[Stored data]
//! Listener registries and the asynchronous notification dispatcher.
//!
//! Registration hands back an opaque [`ListenerHandle`]; closure identity is
//! never relied upon for removal. Notifications are queued onto a dedicated
//! task so listener code cannot block the poll loop, and a panicking callback
//! is isolated from both the dispatcher and its peers.

// std
use std::{
	collections::HashMap,
	panic::{AssertUnwindSafe, catch_unwind},
	sync::{
		RwLock,
		atomic::{AtomicU64, Ordering},
	},
};
// crates.io
use serde_json::Value;
use tokio::{sync::mpsc, task::JoinHandle};
// self
use crate::{_prelude::*, monitor::connection::ConnectionInfo};

/// Opaque registration handle used for listener removal.
#[derive(Clone, Debug, Copy, PartialEq, Eq, Hash)]
pub struct ListenerHandle(u64);

/// Per-flag listener receiving `(old, new)` variations.
pub type FlagListener = Arc<dyn Fn(Option<&Value>, Option<&Value>) + Send + Sync>;
/// Listener receiving the full list of changed flag keys.
pub type AllFlagsListener = Arc<dyn Fn(&[String]) + Send + Sync>;
/// Listener receiving connection status changes.
pub type ConnectionListener = Arc<dyn Fn(&ConnectionInfo) + Send + Sync>;

#[derive(Debug)]
enum Notification {
	Flag { key: String, old: Option<Value>, new: Option<Value> },
	AllFlags { keys: Vec<String> },
	Connection { info: ConnectionInfo },
}

#[derive(Default)]
struct Registries {
	flag: HashMap<String, Vec<(ListenerHandle, FlagListener)>>,
	all_flags: Vec<(ListenerHandle, AllFlagsListener)>,
	connection: Vec<(ListenerHandle, ConnectionListener)>,
}

/// Thread-safe listener registries plus the dispatch queue.
pub struct ListenerManager {
	registries: Arc<RwLock<Registries>>,
	tx: mpsc::UnboundedSender<Notification>,
	dispatcher: JoinHandle<()>,
	next_handle: AtomicU64,
}
impl ListenerManager {
	/// Create the manager and start its dispatch task.
	pub fn new() -> Self {
		let registries = Arc::new(RwLock::new(Registries::default()));
		let (tx, mut rx) = mpsc::unbounded_channel::<Notification>();
		let dispatcher = {
			let registries = registries.clone();

			tokio::spawn(async move {
				while let Some(notification) = rx.recv().await {
					dispatch(&registries, notification);
				}
			})
		};

		Self { registries, tx, dispatcher, next_handle: AtomicU64::new(1) }
	}

	/// Register a per-flag listener invoked with `(old, new)` variations.
	pub fn on_flag_change(&self, key: impl Into<String>, listener: FlagListener) -> ListenerHandle {
		let handle = self.handle();

		self.registries
			.write()
			.expect("listener lock")
			.flag
			.entry(key.into())
			.or_default()
			.push((handle, listener));

		handle
	}

	/// Register a typed per-flag listener.
	///
	/// The callback fires with deserialized `(old, new)` values; a stored
	/// variation that no longer satisfies `T` arrives as `None`.
	pub fn on_flag_value<T, F>(&self, key: impl Into<String>, listener: F) -> ListenerHandle
	where
		T: serde::de::DeserializeOwned + 'static,
		F: Fn(Option<T>, Option<T>) + Send + Sync + 'static,
	{
		self.on_flag_change(
			key,
			Arc::new(move |old, new| {
				let decode = |value: Option<&Value>| {
					value.and_then(|v| serde_json::from_value::<T>(v.clone()).ok())
				};

				listener(decode(old), decode(new));
			}),
		)
	}

	/// Register a listener receiving the changed-key list of every apply.
	pub fn on_all_flags(&self, listener: AllFlagsListener) -> ListenerHandle {
		let handle = self.handle();

		self.registries.write().expect("listener lock").all_flags.push((handle, listener));

		handle
	}

	/// Register a connection status listener.
	pub fn on_connection(&self, listener: ConnectionListener) -> ListenerHandle {
		let handle = self.handle();

		self.registries.write().expect("listener lock").connection.push((handle, listener));

		handle
	}

	/// Remove whatever registration the handle refers to.
	pub fn remove(&self, handle: ListenerHandle) {
		let mut registries = self.registries.write().expect("listener lock");

		for listeners in registries.flag.values_mut() {
			listeners.retain(|(entry, _)| *entry != handle);
		}

		registries.flag.retain(|_, listeners| !listeners.is_empty());
		registries.all_flags.retain(|(entry, _)| *entry != handle);
		registries.connection.retain(|(entry, _)| *entry != handle);
	}

	/// Drop every listener registered for a flag key.
	pub fn clear_key(&self, key: &str) {
		self.registries.write().expect("listener lock").flag.remove(key);
	}

	/// Drop every registration.
	pub fn clear_all(&self) {
		*self.registries.write().expect("listener lock") = Registries::default();
	}

	/// Queue a per-flag change notification.
	pub fn notify_flag_change(&self, key: &str, old: Option<Value>, new: Option<Value>) {
		let _ = self.tx.send(Notification::Flag { key: key.to_string(), old, new });
	}

	/// Queue an all-flags notification with the changed-key list.
	pub fn notify_all_flags(&self, keys: Vec<String>) {
		let _ = self.tx.send(Notification::AllFlags { keys });
	}

	/// Queue a connection status notification.
	pub fn notify_connection(&self, info: ConnectionInfo) {
		let _ = self.tx.send(Notification::Connection { info });
	}

	/// Stop the dispatch task; queued notifications may be dropped.
	pub fn shutdown(&self) {
		self.dispatcher.abort();
		self.clear_all();
	}

	fn handle(&self) -> ListenerHandle {
		ListenerHandle(self.next_handle.fetch_add(1, Ordering::Relaxed))
	}
}
impl Default for ListenerManager {
	fn default() -> Self {
		Self::new()
	}
}
impl std::fmt::Debug for ListenerManager {
	fn fmt(&self, f: &mut std::fmt::Formatter<'_>) -> std::fmt::Result {
		f.debug_struct("ListenerManager").finish_non_exhaustive()
	}
}
impl Drop for ListenerManager {
	fn drop(&mut self) {
		self.dispatcher.abort();
	}
}

fn dispatch(registries: &RwLock<Registries>, notification: Notification) {
	match notification {
		Notification::Flag { key, old, new } => {
			let listeners: Vec<FlagListener> = {
				let registries = registries.read().expect("listener lock");

				registries
					.flag
					.get(&key)
					.map(|entries| entries.iter().map(|(_, l)| l.clone()).collect())
					.unwrap_or_default()
			};

			for listener in listeners {
				invoke_guarded("flag", || listener(old.as_ref(), new.as_ref()));
			}
		},
		Notification::AllFlags { keys } => {
			let listeners: Vec<AllFlagsListener> = {
				let registries = registries.read().expect("listener lock");

				registries.all_flags.iter().map(|(_, l)| l.clone()).collect()
			};

			for listener in listeners {
				invoke_guarded("all_flags", || listener(&keys));
			}
		},
		Notification::Connection { info } => {
			let listeners: Vec<ConnectionListener> = {
				let registries = registries.read().expect("listener lock");

				registries.connection.iter().map(|(_, l)| l.clone()).collect()
			};

			for listener in listeners {
				invoke_guarded("connection", || listener(&info));
			}
		},
	}
}

fn invoke_guarded(kind: &str, call: impl FnOnce()) {
	if catch_unwind(AssertUnwindSafe(call)).is_err() {
		tracing::error!(kind, "listener callback panicked; continuing");
	}
}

- REQUIREMENT
Lines that hold "impl" are the ones to copy, so pick each out from the data.

- SOLVED EXERCISE
impl ListenerManager {
	pub fn on_flag_change(&self, key: impl Into<String>, listener: FlagListener) -> ListenerHandle {
	pub fn on_flag_value<T, F>(&self, key: impl Into<String>, listener: F) -> ListenerHandle
impl Default for ListenerManager {
impl std::fmt::Debug for ListenerManager {
impl Drop for ListenerManager {
fn invoke_guarded(kind: &str, call: impl FnOnce()) {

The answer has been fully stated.